BEGIN

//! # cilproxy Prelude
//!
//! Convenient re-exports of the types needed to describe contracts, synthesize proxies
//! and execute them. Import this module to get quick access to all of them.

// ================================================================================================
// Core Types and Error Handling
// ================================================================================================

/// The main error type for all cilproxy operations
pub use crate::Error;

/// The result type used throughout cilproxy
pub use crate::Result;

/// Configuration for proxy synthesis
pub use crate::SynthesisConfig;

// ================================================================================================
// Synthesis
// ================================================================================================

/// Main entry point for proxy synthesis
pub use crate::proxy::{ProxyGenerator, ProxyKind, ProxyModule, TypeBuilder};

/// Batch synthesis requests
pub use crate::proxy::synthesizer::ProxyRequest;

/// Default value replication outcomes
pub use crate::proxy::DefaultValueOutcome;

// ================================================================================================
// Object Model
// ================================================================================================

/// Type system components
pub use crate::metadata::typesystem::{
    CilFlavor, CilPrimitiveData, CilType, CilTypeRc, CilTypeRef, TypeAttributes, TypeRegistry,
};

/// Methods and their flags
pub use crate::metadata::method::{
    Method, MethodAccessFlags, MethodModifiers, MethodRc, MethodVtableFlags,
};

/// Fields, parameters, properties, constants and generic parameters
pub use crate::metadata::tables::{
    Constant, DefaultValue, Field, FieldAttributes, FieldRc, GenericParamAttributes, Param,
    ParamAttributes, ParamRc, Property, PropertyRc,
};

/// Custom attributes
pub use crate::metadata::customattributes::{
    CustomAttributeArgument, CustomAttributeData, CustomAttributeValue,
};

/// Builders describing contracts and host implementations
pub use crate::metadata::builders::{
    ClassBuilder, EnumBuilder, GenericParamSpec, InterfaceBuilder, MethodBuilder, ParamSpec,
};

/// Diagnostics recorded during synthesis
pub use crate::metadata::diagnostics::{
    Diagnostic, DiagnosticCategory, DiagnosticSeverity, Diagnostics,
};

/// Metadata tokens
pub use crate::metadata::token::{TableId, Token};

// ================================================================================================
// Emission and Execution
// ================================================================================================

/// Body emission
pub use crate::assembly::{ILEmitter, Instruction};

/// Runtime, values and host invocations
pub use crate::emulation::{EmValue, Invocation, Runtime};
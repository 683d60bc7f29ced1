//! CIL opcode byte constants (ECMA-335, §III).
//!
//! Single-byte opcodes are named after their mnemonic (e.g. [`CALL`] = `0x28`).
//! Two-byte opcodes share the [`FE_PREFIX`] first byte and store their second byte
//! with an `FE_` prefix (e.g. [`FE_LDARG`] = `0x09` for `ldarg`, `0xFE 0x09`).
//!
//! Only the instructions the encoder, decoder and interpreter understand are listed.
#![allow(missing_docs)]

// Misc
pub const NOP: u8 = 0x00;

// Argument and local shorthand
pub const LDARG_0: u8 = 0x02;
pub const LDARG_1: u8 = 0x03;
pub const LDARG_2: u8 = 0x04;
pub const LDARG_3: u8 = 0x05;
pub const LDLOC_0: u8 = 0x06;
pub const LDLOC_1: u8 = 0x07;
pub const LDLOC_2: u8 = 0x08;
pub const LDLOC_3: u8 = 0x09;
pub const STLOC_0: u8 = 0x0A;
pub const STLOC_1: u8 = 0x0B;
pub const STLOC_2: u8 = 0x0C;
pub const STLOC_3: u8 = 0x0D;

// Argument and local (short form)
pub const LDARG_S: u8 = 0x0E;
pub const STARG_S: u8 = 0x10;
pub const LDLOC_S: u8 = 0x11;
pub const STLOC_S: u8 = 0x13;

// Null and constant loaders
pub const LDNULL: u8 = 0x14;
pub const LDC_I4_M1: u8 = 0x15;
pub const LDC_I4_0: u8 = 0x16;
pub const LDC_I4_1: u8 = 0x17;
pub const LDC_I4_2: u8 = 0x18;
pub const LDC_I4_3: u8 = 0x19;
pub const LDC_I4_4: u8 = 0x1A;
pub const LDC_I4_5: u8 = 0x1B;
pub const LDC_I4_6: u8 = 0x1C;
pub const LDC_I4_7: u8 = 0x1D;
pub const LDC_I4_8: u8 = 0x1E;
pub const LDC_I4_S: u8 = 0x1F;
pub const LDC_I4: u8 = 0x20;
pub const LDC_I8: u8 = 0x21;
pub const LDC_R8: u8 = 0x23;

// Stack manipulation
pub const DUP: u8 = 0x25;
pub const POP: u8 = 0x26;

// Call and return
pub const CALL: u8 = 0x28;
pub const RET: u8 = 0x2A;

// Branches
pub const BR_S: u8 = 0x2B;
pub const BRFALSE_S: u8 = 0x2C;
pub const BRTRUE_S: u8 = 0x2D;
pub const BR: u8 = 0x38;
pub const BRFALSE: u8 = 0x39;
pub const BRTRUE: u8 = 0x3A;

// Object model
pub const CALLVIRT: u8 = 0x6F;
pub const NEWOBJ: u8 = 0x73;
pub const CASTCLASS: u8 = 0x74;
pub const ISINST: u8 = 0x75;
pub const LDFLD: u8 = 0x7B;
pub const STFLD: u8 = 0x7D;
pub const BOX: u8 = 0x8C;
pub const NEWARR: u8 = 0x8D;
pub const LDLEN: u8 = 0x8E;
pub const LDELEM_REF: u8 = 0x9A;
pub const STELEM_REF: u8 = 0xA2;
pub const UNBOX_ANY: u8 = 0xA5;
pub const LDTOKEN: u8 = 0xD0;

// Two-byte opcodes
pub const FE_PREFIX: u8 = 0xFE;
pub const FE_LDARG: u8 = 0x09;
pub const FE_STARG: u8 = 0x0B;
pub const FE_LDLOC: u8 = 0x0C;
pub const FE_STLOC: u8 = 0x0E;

END
BEGIN

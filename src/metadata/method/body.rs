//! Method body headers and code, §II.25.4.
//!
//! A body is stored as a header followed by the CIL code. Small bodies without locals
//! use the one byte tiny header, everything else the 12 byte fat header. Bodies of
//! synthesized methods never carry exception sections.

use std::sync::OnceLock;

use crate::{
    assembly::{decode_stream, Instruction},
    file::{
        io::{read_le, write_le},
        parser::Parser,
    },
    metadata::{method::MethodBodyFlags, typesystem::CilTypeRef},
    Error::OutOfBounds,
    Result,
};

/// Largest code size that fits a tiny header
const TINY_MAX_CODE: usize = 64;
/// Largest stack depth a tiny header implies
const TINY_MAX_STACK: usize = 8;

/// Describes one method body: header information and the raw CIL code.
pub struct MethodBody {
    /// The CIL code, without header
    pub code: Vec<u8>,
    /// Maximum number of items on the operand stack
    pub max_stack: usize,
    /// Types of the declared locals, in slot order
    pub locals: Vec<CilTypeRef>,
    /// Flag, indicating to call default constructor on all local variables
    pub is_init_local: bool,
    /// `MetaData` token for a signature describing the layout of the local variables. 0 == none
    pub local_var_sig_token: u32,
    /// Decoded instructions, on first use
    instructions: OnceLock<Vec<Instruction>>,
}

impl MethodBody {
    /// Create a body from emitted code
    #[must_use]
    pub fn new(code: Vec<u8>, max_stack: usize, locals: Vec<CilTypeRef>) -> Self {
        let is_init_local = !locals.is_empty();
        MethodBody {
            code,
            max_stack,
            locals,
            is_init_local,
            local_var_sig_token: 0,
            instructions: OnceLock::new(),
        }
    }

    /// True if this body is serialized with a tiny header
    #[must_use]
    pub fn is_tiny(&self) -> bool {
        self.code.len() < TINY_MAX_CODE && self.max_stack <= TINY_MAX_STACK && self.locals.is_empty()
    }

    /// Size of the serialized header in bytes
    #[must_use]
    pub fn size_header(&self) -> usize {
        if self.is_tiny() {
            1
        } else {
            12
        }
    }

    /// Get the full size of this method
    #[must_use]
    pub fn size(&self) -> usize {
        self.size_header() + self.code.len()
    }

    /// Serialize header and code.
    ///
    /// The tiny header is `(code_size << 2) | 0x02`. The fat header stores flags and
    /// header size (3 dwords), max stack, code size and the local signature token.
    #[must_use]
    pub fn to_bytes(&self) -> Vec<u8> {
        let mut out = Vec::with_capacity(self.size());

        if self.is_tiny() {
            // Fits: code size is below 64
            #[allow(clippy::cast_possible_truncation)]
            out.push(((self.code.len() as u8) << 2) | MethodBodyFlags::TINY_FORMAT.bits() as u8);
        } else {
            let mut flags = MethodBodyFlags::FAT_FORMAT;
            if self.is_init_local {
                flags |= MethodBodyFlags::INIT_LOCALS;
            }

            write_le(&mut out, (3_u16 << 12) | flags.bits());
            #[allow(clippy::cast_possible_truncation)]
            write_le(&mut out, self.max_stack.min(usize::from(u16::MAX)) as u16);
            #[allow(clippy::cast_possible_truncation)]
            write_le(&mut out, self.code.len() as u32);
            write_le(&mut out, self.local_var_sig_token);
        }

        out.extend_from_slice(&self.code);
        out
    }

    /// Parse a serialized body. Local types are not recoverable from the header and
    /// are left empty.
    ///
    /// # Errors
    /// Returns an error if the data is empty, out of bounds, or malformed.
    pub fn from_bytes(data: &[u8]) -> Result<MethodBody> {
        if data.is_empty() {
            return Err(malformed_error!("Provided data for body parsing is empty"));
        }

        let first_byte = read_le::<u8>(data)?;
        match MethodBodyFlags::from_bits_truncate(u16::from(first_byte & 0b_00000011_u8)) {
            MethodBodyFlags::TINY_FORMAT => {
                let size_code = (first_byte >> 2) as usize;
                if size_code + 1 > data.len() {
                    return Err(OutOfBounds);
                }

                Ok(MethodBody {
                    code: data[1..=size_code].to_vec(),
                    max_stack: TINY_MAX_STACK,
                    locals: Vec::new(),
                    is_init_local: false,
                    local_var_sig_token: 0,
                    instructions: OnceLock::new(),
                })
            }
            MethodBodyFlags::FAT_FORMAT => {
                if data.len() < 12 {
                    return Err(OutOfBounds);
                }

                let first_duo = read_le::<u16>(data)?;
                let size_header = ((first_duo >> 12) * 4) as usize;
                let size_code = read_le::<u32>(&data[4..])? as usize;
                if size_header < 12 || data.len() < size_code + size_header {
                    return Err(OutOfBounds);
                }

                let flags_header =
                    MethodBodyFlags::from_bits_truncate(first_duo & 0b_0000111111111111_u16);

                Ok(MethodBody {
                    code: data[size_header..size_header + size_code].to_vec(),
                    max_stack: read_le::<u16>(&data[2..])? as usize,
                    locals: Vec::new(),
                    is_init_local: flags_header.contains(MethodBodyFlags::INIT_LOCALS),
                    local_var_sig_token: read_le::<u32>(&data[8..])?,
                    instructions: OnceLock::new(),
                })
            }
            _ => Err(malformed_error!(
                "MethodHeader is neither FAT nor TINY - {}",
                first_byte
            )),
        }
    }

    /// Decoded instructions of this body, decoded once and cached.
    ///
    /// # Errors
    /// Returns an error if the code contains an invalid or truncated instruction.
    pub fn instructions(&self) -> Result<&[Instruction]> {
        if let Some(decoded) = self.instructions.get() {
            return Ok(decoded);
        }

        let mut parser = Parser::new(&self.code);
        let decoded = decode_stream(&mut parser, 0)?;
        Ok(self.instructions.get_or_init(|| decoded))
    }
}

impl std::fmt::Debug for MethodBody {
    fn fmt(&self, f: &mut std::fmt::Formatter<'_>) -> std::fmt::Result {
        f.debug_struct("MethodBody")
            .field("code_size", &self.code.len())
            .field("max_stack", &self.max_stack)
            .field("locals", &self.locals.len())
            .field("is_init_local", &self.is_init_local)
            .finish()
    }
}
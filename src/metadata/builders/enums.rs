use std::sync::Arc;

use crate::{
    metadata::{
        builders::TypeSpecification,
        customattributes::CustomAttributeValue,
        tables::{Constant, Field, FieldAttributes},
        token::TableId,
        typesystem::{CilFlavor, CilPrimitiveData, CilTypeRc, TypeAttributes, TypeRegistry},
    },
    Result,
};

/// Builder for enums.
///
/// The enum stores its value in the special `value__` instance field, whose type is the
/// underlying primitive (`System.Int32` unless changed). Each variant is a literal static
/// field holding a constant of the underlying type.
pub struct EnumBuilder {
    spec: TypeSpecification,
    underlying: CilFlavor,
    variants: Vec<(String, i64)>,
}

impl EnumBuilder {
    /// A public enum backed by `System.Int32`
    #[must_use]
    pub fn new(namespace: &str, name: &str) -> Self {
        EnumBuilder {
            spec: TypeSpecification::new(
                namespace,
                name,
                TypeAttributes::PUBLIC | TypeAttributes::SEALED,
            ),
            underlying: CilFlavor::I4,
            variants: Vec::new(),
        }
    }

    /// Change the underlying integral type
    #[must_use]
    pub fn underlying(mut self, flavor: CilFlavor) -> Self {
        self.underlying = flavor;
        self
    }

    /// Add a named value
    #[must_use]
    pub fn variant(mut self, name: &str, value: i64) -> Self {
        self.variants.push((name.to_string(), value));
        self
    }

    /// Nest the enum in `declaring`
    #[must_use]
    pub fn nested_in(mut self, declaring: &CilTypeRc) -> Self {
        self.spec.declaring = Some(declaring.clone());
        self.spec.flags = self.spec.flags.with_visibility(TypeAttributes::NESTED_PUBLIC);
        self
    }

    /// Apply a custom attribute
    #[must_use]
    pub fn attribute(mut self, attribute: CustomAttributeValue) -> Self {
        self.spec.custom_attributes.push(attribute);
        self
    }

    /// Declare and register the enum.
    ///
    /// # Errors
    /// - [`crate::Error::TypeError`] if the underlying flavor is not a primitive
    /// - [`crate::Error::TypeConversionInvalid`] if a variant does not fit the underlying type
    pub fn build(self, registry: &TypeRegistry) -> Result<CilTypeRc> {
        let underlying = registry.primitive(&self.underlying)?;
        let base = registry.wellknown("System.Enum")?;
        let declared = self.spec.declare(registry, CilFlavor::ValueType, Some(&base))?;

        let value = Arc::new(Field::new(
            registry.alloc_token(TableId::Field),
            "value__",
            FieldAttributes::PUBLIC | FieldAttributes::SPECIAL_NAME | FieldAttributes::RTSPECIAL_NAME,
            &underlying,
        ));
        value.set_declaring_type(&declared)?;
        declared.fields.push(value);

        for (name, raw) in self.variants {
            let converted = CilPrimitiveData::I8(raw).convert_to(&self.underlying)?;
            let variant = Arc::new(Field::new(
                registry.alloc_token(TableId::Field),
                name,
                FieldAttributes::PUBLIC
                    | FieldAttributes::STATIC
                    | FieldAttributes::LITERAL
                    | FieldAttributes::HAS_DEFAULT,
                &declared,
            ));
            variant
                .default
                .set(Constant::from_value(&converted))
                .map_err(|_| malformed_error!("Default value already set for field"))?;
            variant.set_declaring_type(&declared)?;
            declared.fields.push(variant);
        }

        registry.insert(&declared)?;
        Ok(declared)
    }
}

END

* Assignment: All that is wanted is the stretch of lines above from the one containing "# cilproxy Prelude" through the one containing "all cilproxy operations", duplicated exactly.

* Output below:
//! # cilproxy Prelude
//!
//! Convenient re-exports of the types needed to describe contracts, synthesize proxies
//! and execute them. Import this module to get quick access to all of them.

// ================================================================================================
// Core Types and Error Handling
// ================================================================================================

/// The main error type for all cilproxy operations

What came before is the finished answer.